Source records:
=== Begin Enclosure ===
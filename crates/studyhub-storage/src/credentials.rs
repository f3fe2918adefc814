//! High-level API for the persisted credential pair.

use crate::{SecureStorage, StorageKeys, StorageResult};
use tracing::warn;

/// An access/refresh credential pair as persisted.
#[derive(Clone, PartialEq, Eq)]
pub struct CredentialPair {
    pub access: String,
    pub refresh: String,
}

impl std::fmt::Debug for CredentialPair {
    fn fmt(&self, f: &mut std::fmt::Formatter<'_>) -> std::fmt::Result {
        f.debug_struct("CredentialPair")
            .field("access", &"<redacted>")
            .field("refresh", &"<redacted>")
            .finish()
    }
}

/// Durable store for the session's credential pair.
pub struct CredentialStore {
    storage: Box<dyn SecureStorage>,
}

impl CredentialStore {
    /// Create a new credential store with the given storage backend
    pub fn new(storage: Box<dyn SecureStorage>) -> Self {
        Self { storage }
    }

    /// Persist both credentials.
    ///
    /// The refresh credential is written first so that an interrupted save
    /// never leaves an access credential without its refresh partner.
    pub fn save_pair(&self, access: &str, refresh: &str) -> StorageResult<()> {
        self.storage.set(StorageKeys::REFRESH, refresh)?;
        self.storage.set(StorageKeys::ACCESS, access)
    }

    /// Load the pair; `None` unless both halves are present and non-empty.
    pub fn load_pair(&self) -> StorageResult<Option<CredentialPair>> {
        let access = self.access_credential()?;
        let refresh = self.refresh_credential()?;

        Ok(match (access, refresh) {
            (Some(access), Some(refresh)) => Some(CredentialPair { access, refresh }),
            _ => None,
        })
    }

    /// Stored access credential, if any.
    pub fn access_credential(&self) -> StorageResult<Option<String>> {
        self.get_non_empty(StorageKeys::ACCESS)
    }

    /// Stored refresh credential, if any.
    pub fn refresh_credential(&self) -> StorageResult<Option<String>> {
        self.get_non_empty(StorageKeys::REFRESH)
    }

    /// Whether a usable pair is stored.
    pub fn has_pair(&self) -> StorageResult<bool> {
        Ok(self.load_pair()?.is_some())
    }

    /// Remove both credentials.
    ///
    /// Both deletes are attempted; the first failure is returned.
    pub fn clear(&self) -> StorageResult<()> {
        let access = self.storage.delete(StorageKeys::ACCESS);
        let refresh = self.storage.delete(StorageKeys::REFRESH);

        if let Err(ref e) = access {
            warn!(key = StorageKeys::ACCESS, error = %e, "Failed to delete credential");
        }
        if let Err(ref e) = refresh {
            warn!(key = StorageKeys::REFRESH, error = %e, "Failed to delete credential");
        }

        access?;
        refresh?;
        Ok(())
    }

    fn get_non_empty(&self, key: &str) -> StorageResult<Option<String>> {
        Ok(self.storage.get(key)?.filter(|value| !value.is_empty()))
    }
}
=== End Enclosure ===
Action item: Reproduce every line of the data exactly as it was written.

Final answer:
filename crates/studyhub-storage/src/credentials.rs
repository f3fe2918adefc814
//! High-level API for the persisted credential pair.

use crate::{SecureStorage, StorageKeys, StorageResult};
use tracing::warn;

/// An access/refresh credential pair as persisted.
#[derive(Clone, PartialEq, Eq)]
pub struct CredentialPair {
    pub access: String,
    pub refresh: String,
}

impl std::fmt::Debug for CredentialPair {
    fn fmt(&self, f: &mut std::fmt::Formatter<'_>) -> std::fmt::Result {
        f.debug_struct("CredentialPair")
            .field("access", &"<redacted>")
            .field("refresh", &"<redacted>")
            .finish()
    }
}

/// Durable store for the session's credential pair.
pub struct CredentialStore {
    storage: Box<dyn SecureStorage>,
}

impl CredentialStore {
    /// Create a new credential store with the given storage backend
    pub fn new(storage: Box<dyn SecureStorage>) -> Self {
        Self { storage }
    }

    /// Persist both credentials.
    ///
    /// The refresh credential is written first so that an interrupted save
    /// never leaves an access credential without its refresh partner.
    pub fn save_pair(&self, access: &str, refresh: &str) -> StorageResult<()> {
        self.storage.set(StorageKeys::REFRESH, refresh)?;
        self.storage.set(StorageKeys::ACCESS, access)
    }

    /// Load the pair; `None` unless both halves are present and non-empty.
    pub fn load_pair(&self) -> StorageResult<Option<CredentialPair>> {
        let access = self.access_credential()?;
        let refresh = self.refresh_credential()?;

        Ok(match (access, refresh) {
            (Some(access), Some(refresh)) => Some(CredentialPair { access, refresh }),
            _ => None,
        })
    }

    /// Stored access credential, if any.
    pub fn access_credential(&self) -> StorageResult<Option<String>> {
        self.get_non_empty(StorageKeys::ACCESS)
    }

    /// Stored refresh credential, if any.
    pub fn refresh_credential(&self) -> StorageResult<Option<String>> {
        self.get_non_empty(StorageKeys::REFRESH)
    }

    /// Whether a usable pair is stored.
    pub fn has_pair(&self) -> StorageResult<bool> {
        Ok(self.load_pair()?.is_some())
    }

    /// Remove both credentials.
    ///
    /// Both deletes are attempted; the first failure is returned.
    pub fn clear(&self) -> StorageResult<()> {
        let access = self.storage.delete(StorageKeys::ACCESS);
        let refresh = self.storage.delete(StorageKeys::REFRESH);

        if let Err(ref e) = access {
            warn!(key = StorageKeys::ACCESS, error = %e, "Failed to delete credential");
        }
        if let Err(ref e) = refresh {
            warn!(key = StorageKeys::REFRESH, error = %e, "Failed to delete credential");
        }

        access?;
        refresh?;
        Ok(())
    }

    fn get_non_empty(&self, key: &str) -> StorageResult<Option<String>> {
        Ok(self.storage.get(key)?.filter(|value| !value.is_empty()))
    }
}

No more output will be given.